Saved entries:
========================================================================

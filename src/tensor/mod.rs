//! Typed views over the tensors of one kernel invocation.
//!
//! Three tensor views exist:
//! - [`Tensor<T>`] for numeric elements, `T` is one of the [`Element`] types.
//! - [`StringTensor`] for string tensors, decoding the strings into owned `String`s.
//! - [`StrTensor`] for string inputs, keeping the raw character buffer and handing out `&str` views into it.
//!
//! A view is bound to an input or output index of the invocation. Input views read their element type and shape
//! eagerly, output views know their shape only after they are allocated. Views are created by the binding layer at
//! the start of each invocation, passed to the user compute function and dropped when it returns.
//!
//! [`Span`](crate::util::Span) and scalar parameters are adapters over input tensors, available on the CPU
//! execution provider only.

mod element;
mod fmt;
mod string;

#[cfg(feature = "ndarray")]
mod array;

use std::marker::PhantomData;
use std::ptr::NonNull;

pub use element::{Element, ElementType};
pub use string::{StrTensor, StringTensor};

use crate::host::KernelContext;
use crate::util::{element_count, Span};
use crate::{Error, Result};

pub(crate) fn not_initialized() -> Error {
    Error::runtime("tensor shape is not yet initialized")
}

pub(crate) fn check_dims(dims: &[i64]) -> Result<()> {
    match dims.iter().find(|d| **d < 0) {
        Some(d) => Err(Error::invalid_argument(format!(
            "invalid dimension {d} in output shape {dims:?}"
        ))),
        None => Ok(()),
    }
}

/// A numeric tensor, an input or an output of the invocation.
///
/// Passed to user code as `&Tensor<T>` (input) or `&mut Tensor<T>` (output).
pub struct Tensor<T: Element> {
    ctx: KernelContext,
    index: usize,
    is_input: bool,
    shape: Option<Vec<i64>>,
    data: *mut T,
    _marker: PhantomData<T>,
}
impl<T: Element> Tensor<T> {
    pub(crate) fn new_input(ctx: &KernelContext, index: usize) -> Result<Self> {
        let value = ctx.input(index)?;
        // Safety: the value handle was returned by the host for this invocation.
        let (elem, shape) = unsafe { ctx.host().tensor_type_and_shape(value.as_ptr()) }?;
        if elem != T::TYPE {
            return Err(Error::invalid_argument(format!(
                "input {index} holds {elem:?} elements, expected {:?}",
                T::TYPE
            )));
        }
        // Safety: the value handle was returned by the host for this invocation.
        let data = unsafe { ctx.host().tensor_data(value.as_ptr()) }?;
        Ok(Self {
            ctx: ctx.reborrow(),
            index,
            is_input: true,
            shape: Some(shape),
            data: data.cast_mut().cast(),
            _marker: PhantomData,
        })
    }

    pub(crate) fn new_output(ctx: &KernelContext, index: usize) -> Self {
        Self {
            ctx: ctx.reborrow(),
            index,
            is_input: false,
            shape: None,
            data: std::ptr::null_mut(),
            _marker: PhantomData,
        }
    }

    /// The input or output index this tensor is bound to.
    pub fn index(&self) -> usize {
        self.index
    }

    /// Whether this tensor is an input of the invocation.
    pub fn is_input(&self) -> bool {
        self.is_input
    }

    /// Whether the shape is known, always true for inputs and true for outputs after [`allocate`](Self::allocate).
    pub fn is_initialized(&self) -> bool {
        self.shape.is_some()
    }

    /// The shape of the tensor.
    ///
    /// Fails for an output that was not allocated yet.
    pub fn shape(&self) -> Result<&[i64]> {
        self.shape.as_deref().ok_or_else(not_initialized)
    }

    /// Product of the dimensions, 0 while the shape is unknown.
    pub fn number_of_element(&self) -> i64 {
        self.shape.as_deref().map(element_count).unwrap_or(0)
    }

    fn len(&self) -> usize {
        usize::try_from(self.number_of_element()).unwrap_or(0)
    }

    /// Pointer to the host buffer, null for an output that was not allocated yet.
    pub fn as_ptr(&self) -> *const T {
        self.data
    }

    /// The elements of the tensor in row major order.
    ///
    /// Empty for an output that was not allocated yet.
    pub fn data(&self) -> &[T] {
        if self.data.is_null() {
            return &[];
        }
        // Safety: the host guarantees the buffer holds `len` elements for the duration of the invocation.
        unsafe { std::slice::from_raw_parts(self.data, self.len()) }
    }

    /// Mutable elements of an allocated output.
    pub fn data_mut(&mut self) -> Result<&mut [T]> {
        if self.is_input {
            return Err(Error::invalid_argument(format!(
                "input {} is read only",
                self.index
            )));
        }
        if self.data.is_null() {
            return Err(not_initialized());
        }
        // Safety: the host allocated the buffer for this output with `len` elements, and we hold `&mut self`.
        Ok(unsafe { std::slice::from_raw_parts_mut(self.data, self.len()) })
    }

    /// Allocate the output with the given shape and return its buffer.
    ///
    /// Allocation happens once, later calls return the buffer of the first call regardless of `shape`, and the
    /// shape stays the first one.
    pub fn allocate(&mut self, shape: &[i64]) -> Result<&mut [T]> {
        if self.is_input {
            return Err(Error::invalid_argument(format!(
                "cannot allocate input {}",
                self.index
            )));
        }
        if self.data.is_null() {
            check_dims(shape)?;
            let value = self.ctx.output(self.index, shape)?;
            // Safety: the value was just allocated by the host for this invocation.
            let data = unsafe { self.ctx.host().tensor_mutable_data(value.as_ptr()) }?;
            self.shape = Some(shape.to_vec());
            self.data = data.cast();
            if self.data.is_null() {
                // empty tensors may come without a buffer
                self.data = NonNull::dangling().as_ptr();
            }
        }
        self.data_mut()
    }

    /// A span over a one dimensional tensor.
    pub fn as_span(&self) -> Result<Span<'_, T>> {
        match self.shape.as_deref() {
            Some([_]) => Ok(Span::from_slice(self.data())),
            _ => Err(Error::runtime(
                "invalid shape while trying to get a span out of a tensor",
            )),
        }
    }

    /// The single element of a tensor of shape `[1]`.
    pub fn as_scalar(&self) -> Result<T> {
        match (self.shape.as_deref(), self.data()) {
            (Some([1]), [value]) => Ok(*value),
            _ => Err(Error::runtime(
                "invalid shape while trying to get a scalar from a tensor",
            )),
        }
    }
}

========================================================================

Exercise: Whenever a line above holds the word "into", include it in your count, and report nothing but that count.

Exercise result: 2